§ TASK GOAL: Nothing in the records that follow should differ once you have copied them out.

§ Collected data entries:
══════════

use statrs::statistics::Statistics;

use crate::data::model::{CitySubset, Field};

const N: usize = Field::ALL.len();

/// Pairwise Pearson coefficients over [`Field::ALL`], in that order.
///
/// Undefined pairs (fewer than two rows, or a field without variance) hold
/// `0.0` and report `false` from [`is_defined`](Self::is_defined). The
/// diagonal is always `1.0`.
#[derive(Debug, Clone, PartialEq)]
pub struct CorrelationMatrix {
    values: [[f64; N]; N],
    defined: [[bool; N]; N],
    pub sample_size: usize,
}

impl CorrelationMatrix {
    pub fn fields(&self) -> &'static [Field; N] {
        &Field::ALL
    }

    pub fn get(&self, i: usize, j: usize) -> f64 {
        self.values[i][j]
    }

    pub fn is_defined(&self, i: usize, j: usize) -> bool {
        self.defined[i][j]
    }

    /// Coefficient between two named fields.
    pub fn between(&self, a: Field, b: Field) -> f64 {
        self.values[index_of(a)][index_of(b)]
    }

    /// Whether no off-diagonal coefficient could be computed.
    pub fn is_degenerate(&self) -> bool {
        (0..N).all(|i| (0..N).all(|j| i == j || !self.defined[i][j]))
    }
}

fn index_of(field: Field) -> usize {
    Field::ALL
        .iter()
        .position(|&f| f == field)
        .unwrap_or_default()
}

/// Compute the correlation matrix for one city.
pub fn correlate(subset: &CitySubset<'_>) -> CorrelationMatrix {
    let columns: Vec<Vec<f64>> = Field::ALL.iter().map(|&f| subset.column(f)).collect();
    let spreads: Vec<Option<f64>> = columns.iter().map(|c| spread(c)).collect();

    let mut values = [[0.0; N]; N];
    let mut defined = [[false; N]; N];

    for i in 0..N {
        values[i][i] = 1.0;
        defined[i][i] = spreads[i].is_some();
        for j in (i + 1)..N {
            if let (Some(si), Some(sj)) = (spreads[i], spreads[j]) {
                let cov = columns[i].iter().population_covariance(columns[j].iter());
                let r = (cov / (si * sj)).clamp(-1.0, 1.0);
                values[i][j] = r;
                values[j][i] = r;
                defined[i][j] = true;
                defined[j][i] = true;
            }
        }
    }

    if subset.len() < 2 {
        log::warn!(
            "{}: correlation needs at least 2 rows, got {}",
            subset.city,
            subset.len()
        );
    }

    CorrelationMatrix {
        values,
        defined,
        sample_size: subset.len(),
    }
}

/// Population standard deviation, or `None` when the column cannot take
/// part in a correlation. A column of identical values has no variance even
/// when rounding in the mean leaves a tiny residual.
fn spread(column: &[f64]) -> Option<f64> {
    let first = *column.first()?;
    if column.len() < 2 || column.iter().all(|&v| v == first) {
        return None;
    }
    let sd = column.iter().population_std_dev();
    (sd.is_finite() && sd > 0.0).then_some(sd)
}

══════════

§ WORKED SOLUTION:
use statrs::statistics::Statistics;

use crate::data::model::{CitySubset, Field};

const N: usize = Field::ALL.len();

/// Pairwise Pearson coefficients over [`Field::ALL`], in that order.
///
/// Undefined pairs (fewer than two rows, or a field without variance) hold
/// `0.0` and report `false` from [`is_defined`](Self::is_defined). The
/// diagonal is always `1.0`.
#[derive(Debug, Clone, PartialEq)]
pub struct CorrelationMatrix {
    values: [[f64; N]; N],
    defined: [[bool; N]; N],
    pub sample_size: usize,
}

impl CorrelationMatrix {
    pub fn fields(&self) -> &'static [Field; N] {
        &Field::ALL
    }

    pub fn get(&self, i: usize, j: usize) -> f64 {
        self.values[i][j]
    }

    pub fn is_defined(&self, i: usize, j: usize) -> bool {
        self.defined[i][j]
    }

    /// Coefficient between two named fields.
    pub fn between(&self, a: Field, b: Field) -> f64 {
        self.values[index_of(a)][index_of(b)]
    }

    /// Whether no off-diagonal coefficient could be computed.
    pub fn is_degenerate(&self) -> bool {
        (0..N).all(|i| (0..N).all(|j| i == j || !self.defined[i][j]))
    }
}

fn index_of(field: Field) -> usize {
    Field::ALL
        .iter()
        .position(|&f| f == field)
        .unwrap_or_default()
}

/// Compute the correlation matrix for one city.
pub fn correlate(subset: &CitySubset<'_>) -> CorrelationMatrix {
    let columns: Vec<Vec<f64>> = Field::ALL.iter().map(|&f| subset.column(f)).collect();
    let spreads: Vec<Option<f64>> = columns.iter().map(|c| spread(c)).collect();

    let mut values = [[0.0; N]; N];
    let mut defined = [[false; N]; N];

    for i in 0..N {
        values[i][i] = 1.0;
        defined[i][i] = spreads[i].is_some();
        for j in (i + 1)..N {
            if let (Some(si), Some(sj)) = (spreads[i], spreads[j]) {
                let cov = columns[i].iter().population_covariance(columns[j].iter());
                let r = (cov / (si * sj)).clamp(-1.0, 1.0);
                values[i][j] = r;
                values[j][i] = r;
                defined[i][j] = true;
                defined[j][i] = true;
            }
        }
    }

    if subset.len() < 2 {
        log::warn!(
            "{}: correlation needs at least 2 rows, got {}",
            subset.city,
            subset.len()
        );
    }

    CorrelationMatrix {
        values,
        defined,
        sample_size: subset.len(),
    }
}

/// Population standard deviation, or `None` when the column cannot take
/// part in a correlation. A column of identical values has no variance even
/// when rounding in the mean leaves a tiny residual.
fn spread(column: &[f64]) -> Option<f64> {
    let first = *column.first()?;
    if column.len() < 2 || column.iter().all(|&v| v == first) {
        return None;
    }
    let sd = column.iter().population_std_dev();
    (sd.is_finite() && sd > 0.0).then_some(sd)
}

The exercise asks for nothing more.